True relaxation – one could argue – can only really be fully appreciated when contrasted against true stress. And there is no better example of the latter than a drive in thrashing down rain and gale-force winds winding across the Yorkshire Dales through a storm. We were heading to the Lister Arms (that part we were looking forward to) but our stay coincided with one of the UK’s infamous winter storms.
Rain lashed against the car, winds howled, and thick mist clung to the moors like a shroud. Google Maps, oblivious to the tempest, directed us along the most blustery, winding route. At one point, we slowed to near-zero visibility and were greeted by the sight of a cow staring at us through the gloom, seemingly as bewildered by the weather as we were. Navigating past it felt like a small triumph, and by the time we reached The Lister Arms, the sense of relief was palpable.
As we stepped into the warmth of the inn, we were immediately enveloped by its inviting atmosphere.
Nestled in this tranquil and picturesque village of Malham in the heart of the Yorkshire Dales, The Listers Arms is a Grade II-listed 17th-century coaching inn, steeped in history and charm. Named after local landowner Thomas Lister, the inn’s rich heritage is matched by its inviting atmosphere, roaring log fires, and warm hospitality.
Acquired and thoughtfully refurbished by hospitality firm Daniel Thwaites in 2007, The coach house seamlessly blends historic character with modern comfort.
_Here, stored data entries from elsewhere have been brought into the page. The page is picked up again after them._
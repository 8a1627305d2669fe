use crate::foundation::core::Frame;
use crate::foundation::error::GifkeyResult;

/// Configuration provided to a [`FrameSink`] before any frame is pushed.
#[derive(Debug, Clone, Copy, PartialEq, Eq)]
pub struct SinkConfig {
    /// Canvas width in pixels.
    pub width: u32,
    /// Canvas height in pixels.
    pub height: u32,
    /// Number of frames that will be pushed.
    pub frame_count: usize,
}

/// Sink contract for consuming keyed frames in presentation order.
pub trait FrameSink {
    /// Called once before any frames are pushed.
    fn begin(&mut self, cfg: SinkConfig) -> GifkeyResult<()>;
    /// Push one frame, in presentation order.
    fn push_frame(&mut self, frame: &Frame) -> GifkeyResult<()>;
    /// Called once after the last frame is pushed.
    fn end(&mut self) -> GifkeyResult<()>;
}

/// In-memory sink for tests and debugging.
#[derive(Debug, Default)]
pub struct InMemorySink {
    cfg: Option<SinkConfig>,
    frames: Vec<Frame>,
    finished: bool,
}

impl InMemorySink {
    /// Create a new in-memory sink.
    pub fn new() -> Self {
        Self::default()
    }

    /// Return the sink configuration captured in `begin`, if any.
    pub fn config(&self) -> Option<SinkConfig> {
        self.cfg
    }

    /// Borrow the captured frames.
    pub fn frames(&self) -> &[Frame] {
        &self.frames
    }

    /// Return `true` once `end` has been called.
    pub fn is_finished(&self) -> bool {
        self.finished
    }
}

impl FrameSink for InMemorySink {
    fn begin(&mut self, cfg: SinkConfig) -> GifkeyResult<()> {
        self.cfg = Some(cfg);
        self.frames.clear();
        self.finished = false;
        Ok(())
    }

    fn push_frame(&mut self, frame: &Frame) -> GifkeyResult<()> {
        self.frames.push(frame.clone());
        Ok(())
    }

    fn end(&mut self) -> GifkeyResult<()> {
        self.finished = true;
        Ok(())
    }
}
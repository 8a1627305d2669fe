//! Encoding sinks.
//!
//! Sinks consume keyed frames in presentation order.

/// Animated GIF output.
pub mod gif;
/// Palette construction with a reserved transparent slot.
pub mod palette;
/// Generic frame sink trait and built-in sinks.
pub mod sink;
So on our arrival, frazzled and slightly bewildered, Jeanette greeted us with genuine kindness and attentiveness. She quickly assessed our situation, suggesting that we settle in with food and drinks before heading to the barn where our room was. It was sage advice.
The pub itself exuded rustic charm, with its low wooden beams, roaring fire, and the kind of ambience that seems to wrap around you like a cosy blanket. We chose the fish platter that was nothing short of divine: Atlantic prawns brandy Marie Rose, tempura king prawns, smoked salmon, squid rings, all arranged perfectly – it was incredible. Paired with a couple of pints and a pot of superbly thrice-cooked chips, it set the tone for the relaxation that was to come.
Our room was located in The Barn, a beautifully converted space that retained its authentic character while offering modern comforts. The ground floor of the barn with its sort of atrium, was a communal area, complete with comfy sofas, large tables, a well-stocked fridge – ideal for groups or families. On the mezzanine, our room was inviting, warm and comfortable. The super king-sized bed was so spacious, promising a restful night, and the bathroom, stocked with luxurious White Company products, added a touch of indulgence. It was clear that every detail had been thoughtfully considered, from the quality of the furnishings to the availability of hot chocolate, coffee, biscuits and milk in the atrium for late-night cravings.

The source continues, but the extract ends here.